Healthy late-night snack options
08 Mar 2023 by Ted Escobedo 2 min read
Listening to your body is usually a good thing. When we feel truly hungry between meals, snacking is okay experts say. But what about when the urge to eat hits us in the later hours of the night? Here are some healthy – and restful choices to make for midnight snacking.
• Cherries
If you’re a fan of fruit, stock up on cherries for when the late-night snack cravings hit. Not only will they satisfy a sweet tooth, but they are full of fiber, vitamins, minerals, and antioxidants. Cherries (and their juice) also contain melatonin — a hormone that helps with your circadian system and sleep. A small study on 20 volunteers concluded that the group who consumed tart cherry juice every day for 7 days had higher melatonin levels, which increased total sleep time and sleep efficiency.
• Nuts
Craving salt late at night, that’s nuts! Instead of chips, reach for a handful of crunchy nuts. Whether you’re a fan of peanuts, almonds, cashews, or pistachios, they all contain healthy fats that can benefit your heart by reducing “bad” cholesterol levels. Research has also linked nut consumption with the reduced risk of heart disease and high blood pressure.

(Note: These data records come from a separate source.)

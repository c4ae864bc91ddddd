//! File-locked read-modify-write of the plan file on disk.
//!
//! The lock is the consistency boundary: no in-memory plan manager is kept
//! across calls, each operation re-reads the file under lock. Mirrors the
//! lock-then-rewrite discipline of the teacher's event store, adapted from
//! append-only event logs to whole-file rewrite of a single document.

use crate::clock::Clock;
use crate::error::RalphError;
use crate::plan::{parser, Plan};
use fs2::FileExt;
use std::fs::{File, OpenOptions};
use std::path::{Path, PathBuf};
use std::time::Duration;

/// Retry policy for lock acquisition. Exposed as a value (not a constant) so
/// tests can inject a faster policy without touching production defaults.
#[derive(Debug, Clone, Copy)]
pub struct LockPolicy {
    pub max_attempts: u32,
    pub min_backoff: Duration,
    pub max_backoff: Duration,
}

impl Default for LockPolicy {
    fn default() -> Self {
        Self {
            max_attempts: 20,
            min_backoff: Duration::from_millis(25),
            max_backoff: Duration::from_millis(250),
        }
    }
}

/// Opens the plan file for locking, using `anyhow::Context` the way the
/// teacher's IO-heavy functions do internally, before the caller converts
/// any failure into a `RalphError` at the component boundary.
fn open_for_lock(path: &Path) -> anyhow::Result<File> {
    use anyhow::Context;
    if let Some(parent) = path.parent() {
        std::fs::create_dir_all(parent)
            .with_context(|| format!("creating parent directory for {}", path.display()))?;
    }
    OpenOptions::new()
        .create(true)
        .read(true)
        .write(true)
        .open(path)
        .with_context(|| format!("opening {}", path.display()))
}

fn acquire_exclusive(path: &Path, policy: &LockPolicy) -> Result<File, RalphError> {
    let file = open_for_lock(path).map_err(|e| RalphError::Io {
        context: format!("acquiring lock on {}", path.display()),
        message: e.to_string(),
    })?;

    let mut backoff = policy.min_backoff;
    for attempt in 1..=policy.max_attempts {
        match file.try_lock_exclusive() {
            Ok(()) => return Ok(file),
            Err(_) if attempt < policy.max_attempts => {
                std::thread::sleep(backoff);
                backoff = (backoff * 2).min(policy.max_backoff);
            }
            Err(_) => {
                return Err(RalphError::LockUnavailable {
                    path: path.to_path_buf(),
                    attempts: policy.max_attempts,
                })
            }
        }
    }
    unreachable!("loop always returns before exhausting attempts")
}

fn read_plan(path: &Path) -> Result<(Plan, parser::Format), RalphError> {
    let content = std::fs::read_to_string(path).map_err(|e| RalphError::InvalidPlan {
        path: path.to_path_buf(),
        message: format!("could not read plan file: {e}"),
    })?;
    parser::parse(&content, path)
}

fn write_plan_atomically(
    path: &Path,
    plan: &Plan,
    format: parser::Format,
) -> Result<(), RalphError> {
    let serialized = parser::write(plan, format)?;
    let tmp_path = path.with_extension("tmp");
    std::fs::write(&tmp_path, serialized).map_err(|e| RalphError::Io {
        context: format!("writing {}", tmp_path.display()),
        message: e.to_string(),
    })?;
    std::fs::rename(&tmp_path, path).map_err(|e| RalphError::Io {
        context: format!("renaming into {}", path.display()),
        message: e.to_string(),
    })?;
    Ok(())
}

/// Reads the plan file under a shared read lock. Used for callers that only
/// need a consistent snapshot, not a read-modify-write cycle.
pub fn read_under_lock(path: &Path, policy: &LockPolicy) -> Result<Plan, RalphError> {
    let file = acquire_exclusive(path, policy)?;
    let (plan, _) = read_plan(path)?;
    fs2::FileExt::unlock(&file).ok();
    Ok(plan)
}

/// Reads, mutates via `f`, and writes back the plan file under a single
/// exclusive lock held for the full cycle. Guarantees at-most-one concurrent
/// writer per path.
pub fn mutate_under_lock(
    path: &Path,
    policy: &LockPolicy,
    f: impl FnOnce(Plan) -> Plan,
) -> Result<Plan, RalphError> {
    let file = acquire_exclusive(path, policy)?;
    let (plan, format) = read_plan(path)?;
    let updated = f(plan);
    write_plan_atomically(path, &updated, format)?;
    fs2::FileExt::unlock(&file).ok();
    Ok(updated)
}

/// Sets `status`, `updatedAt`, and (`completedAt` if `done`) atomically,
/// preserving `startedAt`. Applying this twice with the same `now` is
/// idempotent.
pub fn update_story_status(
    path: &Path,
    policy: &LockPolicy,
    id: &str,
    new_status: crate::plan::StoryStatus,
    clock: &dyn Clock,
) -> Result<Plan, RalphError> {
    let now = clock.now().to_rfc3339();
    mutate_under_lock(path, policy, |mut plan| {
        if let Some(story) = plan.story_mut(id) {
            story.status = new_status;
            story.updated_at = Some(now.clone());
            if new_status == crate::plan::StoryStatus::Done {
                story.completed_at = Some(now.clone());
            }
        }
        plan
    })
}

#[cfg(test)]
mod tests {
    use super::*;
    use crate::clock::SystemClock;
    use crate::plan::StoryStatus;

    fn fast_policy() -> LockPolicy {
        LockPolicy {
            max_attempts: 5,
            min_backoff: Duration::from_millis(1),
            max_backoff: Duration::from_millis(2),
        }
    }

    fn write_fixture(dir: &tempfile::TempDir) -> PathBuf {
        let path = dir.path().join("plan.yaml");
        std::fs::write(
            &path,
            r#"
version: 1
project: demo
stories:
  - id: US-001
    title: Do the thing
"#,
        )
        .unwrap();
        path
    }

    #[test]
    fn mutate_under_lock_persists_changes() {
        let dir = tempfile::tempdir().unwrap();
        let path = write_fixture(&dir);
        let policy = fast_policy();

        mutate_under_lock(&path, &policy, |mut plan| {
            plan.stories[0].status = StoryStatus::InProgress;
            plan
        })
        .unwrap();

        let reread = read_under_lock(&path, &policy).unwrap();
        assert_eq!(reread.stories[0].status, StoryStatus::InProgress);
    }

    #[test]
    fn update_story_status_sets_completed_at_on_done() {
        let dir = tempfile::tempdir().unwrap();
        let path = write_fixture(&dir);
        let policy = fast_policy();
        let clock = SystemClock;

        let plan = update_story_status(&path, &policy, "US-001", StoryStatus::Done, &clock)
            .unwrap();
        let story = plan.story("US-001").unwrap();
        assert_eq!(story.status, StoryStatus::Done);
        assert!(story.completed_at.is_some());
    }

    #[test]
    fn update_story_status_is_idempotent() {
        let dir = tempfile::tempdir().unwrap();
        let path = write_fixture(&dir);
        let policy = fast_policy();
        let clock = SystemClock;

        update_story_status(&path, &policy, "US-001", StoryStatus::Done, &clock).unwrap();
        let first = read_under_lock(&path, &policy).unwrap();
        update_story_status(&path, &policy, "US-001", StoryStatus::Done, &clock).unwrap();
        let second = read_under_lock(&path, &policy).unwrap();

        assert_eq!(
            first.story("US-001").unwrap().status,
            second.story("US-001").unwrap().status
        );
    }

    #[test]
    fn missing_plan_file_is_invalid_plan_error() {
        let dir = tempfile::tempdir().unwrap();
        let path = dir.path().join("does-not-exist.yaml");
        let policy = fast_policy();
        let err = read_under_lock(&path, &policy).unwrap_err();
        assert!(matches!(err, RalphError::InvalidPlan { .. }));
    }
}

Like cherries, nuts have high levels of melatonin. A 2017 review claims that nuts are the highest plant food source of melatonin. Of all the nuts you can choose to snack on, pistachios and walnuts have the highest content.
• Greek yogurt
You could satisfy an urge for ice cream by stocking up on its dairy relative, yogurt. More specifically, choosing Greek-style yogurt gives you an additional boost of protein while providing vitamins, minerals, and probiotics. Probiotics are healthy bacteria found in certain foods that can keep your gut health thriving. Be sure to check the package for “live active cultures” to ensure that the probiotics are there.